At the beginning, it is recommended to create a separate user for Hadoop to isolate Hadoop file system from Unix file system. Follow the steps given below to create a user.
  • Open root using the command “su”.
  • Create a user from the root account using the command “useradd username”.
  • Now you can open an existing user account using the command “su username”.
Open the Linux terminal and type the following commands to create a user.
$ su
password:
# useradd hadoop
# passwd hadoop
New passwd:
Retype new passwd

SSH Setup and Key Generation

SSH setup is required to perform different operations on a cluster such as starting, stopping, and distributed daemon shell operations.
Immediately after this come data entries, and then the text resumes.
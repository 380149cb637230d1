// src/bin/rsage_stats_cli.rs
use std::collections::BTreeMap;
use std::io::{self, Read};
use std::path::{Path, PathBuf};
use std::time::Duration;

use anyhow::{bail, Context, Result};
use clap::{Parser, Subcommand, ValueEnum};
use rsage_stats::stats::{
    bin_stats, collect_binned, collect_per_snapshot, decode_collection, encode_collection,
    reduce_total, Accumulator, BinSpec, BinnedCollection, Collected, LocalGroup, PoolingRule,
    ReductionPlan, SnapshotCollection,
};
use tracing::info;
use tracing_subscriber::EnvFilter;

const LOG_ENV: &str = "RSAGE_STATS_LOG";

#[derive(Debug, Clone, Copy, ValueEnum)]
enum Rule {
    Exact,
    WithinGroup,
}
impl From<Rule> for PoolingRule {
    fn from(r: Rule) -> Self {
        match r {
            Rule::Exact => PoolingRule::Exact,
            Rule::WithinGroup => PoolingRule::WithinGroup,
        }
    }
}

#[derive(Parser)]
#[command(author, version, about)]
struct Args {
    #[command(subcommand)]
    cmd: Cmd,
}

#[derive(Subcommand)]
enum Cmd {
    /// Bin `x y` pairs read from stdin and print `center,count,mean,std,sum` per bin
    Bin {
        #[arg(long, allow_hyphen_values = true)]
        low: f64,
        #[arg(long, allow_hyphen_values = true)]
        high: f64,
        #[arg(long)]
        width: f64,
    },
    /// Reduce `model snapshot x y` rows from the input files over in-process workers
    Reduce {
        /// TOML reduction plan
        #[arg(long)]
        plan: PathBuf,
        /// Input files, indexed from 0 in the order given. Each model reads only the
        /// files inside its `first_file..=last_file` range, dealt round robin to the workers
        #[arg(long, required = true, num_args = 1..)]
        input: Vec<PathBuf>,
        #[arg(short = 'w', long, default_value_t = 1)]
        workers: usize,
        /// Override the plan's pooling rule (exact|within-group)
        #[arg(long, value_enum)]
        rule: Option<Rule>,
        /// Also write the collected results to this file
        #[arg(long)]
        save: Option<PathBuf>,
        /// Give up when a collective waits longer than this
        #[arg(long, default_value_t = 300)]
        timeout_secs: u64,
    },
    /// Print results previously written with `reduce --save`
    Show { file: PathBuf },
}

fn parse_numbers(s: &str) -> Result<Vec<f64>> {
    let mut out = Vec::new();
    for tok in s
        .split(|c: char| c.is_whitespace() || c == ',' || c == ';')
        .filter(|t| !t.is_empty())
    {
        out.push(tok.parse::<f64>().with_context(|| format!("not a number: {tok:?}"))?);
    }
    Ok(out)
}

/* ============================
 * Input files
 * ============================ */

/// Samples of one file grouped by (model index, snapshot position).
type FileSamples = BTreeMap<(usize, usize), (Vec<f64>, Vec<f64>)>;

fn read_input(path: &Path, plan: &ReductionPlan) -> Result<FileSamples> {
    let text =
        std::fs::read_to_string(path).with_context(|| format!("reading {}", path.display()))?;
    let mut out = FileSamples::new();
    for (lineno, line) in text.lines().enumerate() {
        let line = line.trim();
        if line.is_empty() || line.starts_with('#') {
            continue;
        }
        let at = || format!("{}:{}", path.display(), lineno + 1);
        let fields: Vec<&str> = line
            .split(|c: char| c.is_whitespace() || c == ',' || c == ';')
            .filter(|t| !t.is_empty())
            .collect();
        let [name, snap, x, y] = fields.as_slice() else {
            bail!("{}: expected `model snapshot x y`, got {line:?}", at());
        };
        let model = plan
            .models()
            .iter()
            .position(|m| m.name == *name)
            .with_context(|| format!("{}: model {name:?} is not in the plan", at()))?;
        let snap: u32 = snap.parse().with_context(|| format!("{}: bad snapshot", at()))?;
        let pos = plan.models()[model]
            .snapshot_position(snap)
            .with_context(|| format!("{}: snapshot {snap} is not planned for {name:?}", at()))?;
        let x: f64 = x.parse().with_context(|| format!("{}: bad x", at()))?;
        let y: f64 = y.parse().with_context(|| format!("{}: bad y", at()))?;
        let slot = out.entry((model, pos)).or_default();
        slot.0.push(x);
        slot.1.push(y);
    }
    Ok(out)
}

/* ============================
 * Output
 * ============================ */

fn print_binned(c: &BinnedCollection) {
    println!("model,snapshot,center,count,mean,std");
    for (m, name) in c.models.iter().enumerate() {
        for (s, snap) in c.snapshots[m].iter().enumerate() {
            for (b, center) in c.bin_centers[m][s].iter().enumerate() {
                println!(
                    "{name},{snap},{center},{},{},{}",
                    c.counts[m][s][b], c.means[m][s][b], c.stds[m][s][b]
                );
            }
        }
    }
}

fn print_per_snapshot(c: &SnapshotCollection) {
    println!("model,snapshot,count,mean,std");
    for (m, name) in c.models.iter().enumerate() {
        for (s, snap) in c.snapshots[m].iter().enumerate() {
            println!(
                "{name},{snap},{},{},{}",
                c.counts[m][s], c.means[m][s], c.stds[m][s]
            );
        }
    }
}

fn print_collected(all: &[Collected]) {
    for c in all {
        match c {
            Collected::Binned(b) => print_binned(b),
            Collected::PerSnapshot(p) => print_per_snapshot(p),
        }
    }
}

/* ============================
 * Subcommands
 * ============================ */

fn run_bin(low: f64, high: f64, width: f64) -> Result<()> {
    let spec = BinSpec::new(low, high, width)?;
    let mut s = String::new();
    io::stdin().read_to_string(&mut s)?;
    let values = parse_numbers(&s)?;
    if values.len() % 2 != 0 {
        bail!("expected `x y` pairs, got {} values", values.len());
    }
    let (x, y): (Vec<f64>, Vec<f64>) = values.chunks_exact(2).map(|p| (p[0], p[1])).unzip();

    let stats = bin_stats(&x, &y, &spec)?;
    println!("center,count,mean,std,sum");
    for i in 0..stats.n_bins() {
        println!(
            "{},{},{},{},{}",
            stats.centers[i], stats.count[i], stats.mean[i], stats.std[i], stats.sum[i]
        );
    }
    eprintln!("dropped {}", stats.dropped);
    Ok(())
}

fn run_reduce(
    plan_path: &Path,
    inputs: &[PathBuf],
    workers: usize,
    rule: Option<Rule>,
    save: Option<&Path>,
    timeout: Duration,
) -> Result<()> {
    if workers == 0 {
        bail!("--workers must be at least 1");
    }
    let mut plan = ReductionPlan::from_path(plan_path)?;
    if let Some(r) = rule {
        plan = plan.with_rule(r.into());
    }
    let files = inputs
        .iter()
        .map(|p| read_input(p, &plan))
        .collect::<Result<Vec<_>>>()?;
    info!(files = files.len(), workers, rule = plan.rule().as_str(), "starting reduction");

    let results = LocalGroup::run(workers, timeout, |ctx| {
        let mut acc = Accumulator::new(&plan);
        for (m, model) in plan.models().iter().enumerate() {
            let Some((first, last)) = model.file_span(files.len()) else {
                continue;
            };
            for f in ctx.assigned_files(first, last) {
                for (&(_, pos), (x, y)) in files[f].range((m, 0)..(m + 1, 0)) {
                    acc.ingest(m, pos, x, y)?;
                }
            }
        }
        let partials = acc.finish();
        let binned = collect_binned(ctx, &partials, &plan)?;
        let per_snapshot = collect_per_snapshot(ctx, &partials, &plan)?;
        let dropped = reduce_total(ctx, partials.dropped as f64)?;
        Ok((binned, per_snapshot, dropped))
    })?;

    let Some((Some(binned), Some(per_snapshot), Some(dropped))) = results.into_iter().next()
    else {
        bail!("coordinator returned no results");
    };
    let collected = vec![
        Collected::Binned(binned),
        Collected::PerSnapshot(per_snapshot),
    ];
    print_collected(&collected);
    eprintln!("dropped {dropped}");

    if let Some(path) = save {
        let bytes = encode_collection(&collected)?;
        std::fs::write(path, bytes).with_context(|| format!("writing {}", path.display()))?;
        info!(path = %path.display(), "saved results");
    }
    Ok(())
}

fn run_show(path: &Path) -> Result<()> {
    let bytes = std::fs::read(path).with_context(|| format!("reading {}", path.display()))?;
    let collected: Vec<Collected> = decode_collection(&bytes)?;
    print_collected(&collected);
    Ok(())
}

fn main() -> Result<()> {
    tracing_subscriber::fmt()
        .with_env_filter(
            EnvFilter::try_from_env(LOG_ENV).unwrap_or_else(|_| EnvFilter::new("warn")),
        )
        .with_writer(io::stderr)
        .init();

    let args = Args::parse();
    match args.cmd {
        Cmd::Bin { low, high, width } => run_bin(low, high, width),
        Cmd::Reduce {
            plan,
            input,
            workers,
            rule,
            save,
            timeout_secs,
        } => run_reduce(
            &plan,
            &input,
            workers,
            rule,
            save.as_deref(),
            Duration::from_secs(timeout_secs),
        ),
        Cmd::Show { file } => run_show(&file),
    }
}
To authenticate different users of Hadoop, it is required to provide public/private key pair for a Hadoop user and share it with different users.
The following commands are used for generating a key value pair using SSH:
  • copy the public keys form id_rsa.pub to authorized_keys,
  • and provide owner,
  • read and write permissions to authorized_keys file respectively.
$ ssh-keygen -t rsa
$ cat ~/.ssh/id_rsa.pub >> ~/.ssh/authorized_keys
$ chmod 0600 ~/.ssh/authorized_keys
  • Verify ssh:
ssh localhost

Installing Java

Java is the main prerequisite for Cassandra. First of all, you should verify the existence of Java in your system using the following command:
$ java -version
If everything works fine it will give you the following output.
java version "1.7.0_71"
Java(TM) SE Runtime Environment (build 1.7.0_71-b13)
Java HotSpot(TM) Client VM (build 25.0-b02, mixed mode)
If you don’t have Java in your system, then follow the steps given below for installing Java.

Step 1

Download java (JDK <latest version> - X64.tar.gz) from the following link:
Then jdk-7u71-linux-x64.tar.gz will be downloaded onto your system.

Step 2

Generally you will find the downloaded java file in the Downloads folder. Verify it and extract the jdk-7u71-linux-x64.gz file using the following commands.
$ cd Downloads/
$ ls
jdk-7u71-linux-x64.gz
$ tar zxf jdk-7u71-linux-x64.gz
$ ls
jdk1.7.0_71 jdk-7u71-linux-x64.gz

Step 3

To make Java available to all users, you have to move it to the location “/usr/local/”. Open root, and type the following commands.
$ su
password:
# mv jdk1.7.0_71 /usr/local/
# exit

Step 4

For setting up PATH and JAVA_HOME variables, add the following commands to ~/.bashrc file.
export JAVA_HOME = /usr/local/jdk1.7.0_71
export PATH = $PATH:$JAVA_HOME/bin
Now apply all the changes into the current running system.
$ source ~/.bashrc

Step 5

Use the following commands to configure java alternatives.
# alternatives --install /usr/bin/java java usr/local/java/bin/java 2
# alternatives --install /usr/bin/javac javac usr/local/java/bin/javac 2
# alternatives --install /usr/bin/jar jar usr/local/java/bin/jar 2

# alternatives --set java usr/local/java/bin/java
# alternatives --set javac usr/local/java/bin/javac
# alternatives --set jar usr/local/java/bin/jar
Now use the java -version command from the terminal as explained above.

Setting the Path

Set the path of Cassandra path in “/.bahrc” as shown below.
[hadoop@linux ~]$ gedit ~/.bashrc

export CASSANDRA_HOME = ~/cassandra
export PATH = $PATH:$CASSANDRA_HOME/bin

Download Cassandra

Apache Cassandra is available at Download Link Cassandra using the following command.
$ wget http://supergsego.com/apache/cassandra/2.1.2/apache-cassandra-2.1.2-bin.tar.gz
Unzip Cassandra using the command zxvf as shown below.
$ tar zxvf apache-cassandra-2.1.2-bin.tar.gz.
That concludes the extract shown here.